Write out every line of the material exactly as it appears.

+ + + +

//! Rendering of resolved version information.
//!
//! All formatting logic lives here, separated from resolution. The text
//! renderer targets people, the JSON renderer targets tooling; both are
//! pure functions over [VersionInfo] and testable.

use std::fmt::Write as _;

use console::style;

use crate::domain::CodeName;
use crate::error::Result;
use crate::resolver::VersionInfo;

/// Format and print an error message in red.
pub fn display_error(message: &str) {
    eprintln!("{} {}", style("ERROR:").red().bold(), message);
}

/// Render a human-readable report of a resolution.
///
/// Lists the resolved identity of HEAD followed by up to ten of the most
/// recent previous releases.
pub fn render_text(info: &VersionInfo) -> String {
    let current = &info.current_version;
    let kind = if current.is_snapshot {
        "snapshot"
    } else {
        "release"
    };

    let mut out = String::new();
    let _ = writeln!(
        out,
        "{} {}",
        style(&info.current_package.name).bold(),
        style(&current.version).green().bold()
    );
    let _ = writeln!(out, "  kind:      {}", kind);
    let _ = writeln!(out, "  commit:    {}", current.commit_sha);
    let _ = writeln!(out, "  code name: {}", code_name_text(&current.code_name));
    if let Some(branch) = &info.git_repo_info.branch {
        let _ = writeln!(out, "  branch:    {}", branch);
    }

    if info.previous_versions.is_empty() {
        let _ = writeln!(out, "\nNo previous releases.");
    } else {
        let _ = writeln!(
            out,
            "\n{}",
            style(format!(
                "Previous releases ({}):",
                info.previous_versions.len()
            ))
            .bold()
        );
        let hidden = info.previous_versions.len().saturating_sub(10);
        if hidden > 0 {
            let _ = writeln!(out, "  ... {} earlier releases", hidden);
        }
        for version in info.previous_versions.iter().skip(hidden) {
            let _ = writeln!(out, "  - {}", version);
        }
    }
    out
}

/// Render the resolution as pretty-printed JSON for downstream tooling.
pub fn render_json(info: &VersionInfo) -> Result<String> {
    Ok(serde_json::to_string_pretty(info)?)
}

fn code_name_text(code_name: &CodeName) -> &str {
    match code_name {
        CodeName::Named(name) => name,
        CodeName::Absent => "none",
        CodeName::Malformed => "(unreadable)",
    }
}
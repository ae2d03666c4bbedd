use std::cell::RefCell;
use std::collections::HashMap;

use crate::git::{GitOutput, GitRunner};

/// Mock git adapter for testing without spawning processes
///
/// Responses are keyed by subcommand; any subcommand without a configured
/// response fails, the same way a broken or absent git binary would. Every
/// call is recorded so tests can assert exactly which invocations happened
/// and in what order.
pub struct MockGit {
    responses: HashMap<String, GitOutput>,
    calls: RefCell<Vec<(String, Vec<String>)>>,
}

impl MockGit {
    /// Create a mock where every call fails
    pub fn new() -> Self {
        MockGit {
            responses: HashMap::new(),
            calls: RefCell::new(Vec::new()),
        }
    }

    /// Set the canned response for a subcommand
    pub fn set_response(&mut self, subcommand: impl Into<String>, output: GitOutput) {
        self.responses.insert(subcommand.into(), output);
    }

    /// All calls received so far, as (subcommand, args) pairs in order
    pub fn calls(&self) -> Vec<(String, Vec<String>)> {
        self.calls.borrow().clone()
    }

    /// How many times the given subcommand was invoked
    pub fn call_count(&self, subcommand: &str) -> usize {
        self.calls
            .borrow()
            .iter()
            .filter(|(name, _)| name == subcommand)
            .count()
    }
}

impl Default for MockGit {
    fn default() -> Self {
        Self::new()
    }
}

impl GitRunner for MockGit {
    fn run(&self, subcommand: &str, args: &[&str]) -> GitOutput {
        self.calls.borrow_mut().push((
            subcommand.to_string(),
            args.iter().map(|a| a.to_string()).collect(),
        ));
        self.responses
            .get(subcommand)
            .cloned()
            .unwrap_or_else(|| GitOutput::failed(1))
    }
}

+ + + +

(RESPONSE)
//! Rendering of resolved version information.
//!
//! All formatting logic lives here, separated from resolution. The text
//! renderer targets people, the JSON renderer targets tooling; both are
//! pure functions over [VersionInfo] and testable.

use std::fmt::Write as _;

use console::style;

use crate::domain::CodeName;
use crate::error::Result;
use crate::resolver::VersionInfo;

/// Format and print an error message in red.
pub fn display_error(message: &str) {
    eprintln!("{} {}", style("ERROR:").red().bold(), message);
}

/// Render a human-readable report of a resolution.
///
/// Lists the resolved identity of HEAD followed by up to ten of the most
/// recent previous releases.
pub fn render_text(info: &VersionInfo) -> String {
    let current = &info.current_version;
    let kind = if current.is_snapshot {
        "snapshot"
    } else {
        "release"
    };

    let mut out = String::new();
    let _ = writeln!(
        out,
        "{} {}",
        style(&info.current_package.name).bold(),
        style(&current.version).green().bold()
    );
    let _ = writeln!(out, "  kind:      {}", kind);
    let _ = writeln!(out, "  commit:    {}", current.commit_sha);
    let _ = writeln!(out, "  code name: {}", code_name_text(&current.code_name));
    if let Some(branch) = &info.git_repo_info.branch {
        let _ = writeln!(out, "  branch:    {}", branch);
    }

    if info.previous_versions.is_empty() {
        let _ = writeln!(out, "\nNo previous releases.");
    } else {
        let _ = writeln!(
            out,
            "\n{}",
            style(format!(
                "Previous releases ({}):",
                info.previous_versions.len()
            ))
            .bold()
        );
        let hidden = info.previous_versions.len().saturating_sub(10);
        if hidden > 0 {
            let _ = writeln!(out, "  ... {} earlier releases", hidden);
        }
        for version in info.previous_versions.iter().skip(hidden) {
            let _ = writeln!(out, "  - {}", version);
        }
    }
    out
}

/// Render the resolution as pretty-printed JSON for downstream tooling.
pub fn render_json(info: &VersionInfo) -> Result<String> {
    Ok(serde_json::to_string_pretty(info)?)
}

fn code_name_text(code_name: &CodeName) -> &str {
    match code_name {
        CodeName::Named(name) => name,
        CodeName::Absent => "none",
        CodeName::Malformed => "(unreadable)",
    }
}
repository ae2d03666c4bbedd
use std::cell::RefCell;
use std::collections::HashMap;

use crate::git::{GitOutput, GitRunner};

/// Mock git adapter for testing without spawning processes
///
/// Responses are keyed by subcommand; any subcommand without a configured
/// response fails, the same way a broken or absent git binary would. Every
/// call is recorded so tests can assert exactly which invocations happened
/// and in what order.
pub struct MockGit {
    responses: HashMap<String, GitOutput>,
    calls: RefCell<Vec<(String, Vec<String>)>>,
}

impl MockGit {
    /// Create a mock where every call fails
    pub fn new() -> Self {
        MockGit {
            responses: HashMap::new(),
            calls: RefCell::new(Vec::new()),
        }
    }

    /// Set the canned response for a subcommand
    pub fn set_response(&mut self, subcommand: impl Into<String>, output: GitOutput) {
        self.responses.insert(subcommand.into(), output);
    }

    /// All calls received so far, as (subcommand, args) pairs in order
    pub fn calls(&self) -> Vec<(String, Vec<String>)> {
        self.calls.borrow().clone()
    }

    /// How many times the given subcommand was invoked
    pub fn call_count(&self, subcommand: &str) -> usize {
        self.calls
            .borrow()
            .iter()
            .filter(|(name, _)| name == subcommand)
            .count()
    }
}

impl Default for MockGit {
    fn default() -> Self {
        Self::new()
    }
}

impl GitRunner for MockGit {
    fn run(&self, subcommand: &str, args: &[&str]) -> GitOutput {
        self.calls.borrow_mut().push((
            subcommand.to_string(),
            args.iter().map(|a| a.to_string()).collect(),
        ));
        self.responses
            .get(subcommand)
            .cloned()
            .unwrap_or_else(|| GitOutput::failed(1))
    }
}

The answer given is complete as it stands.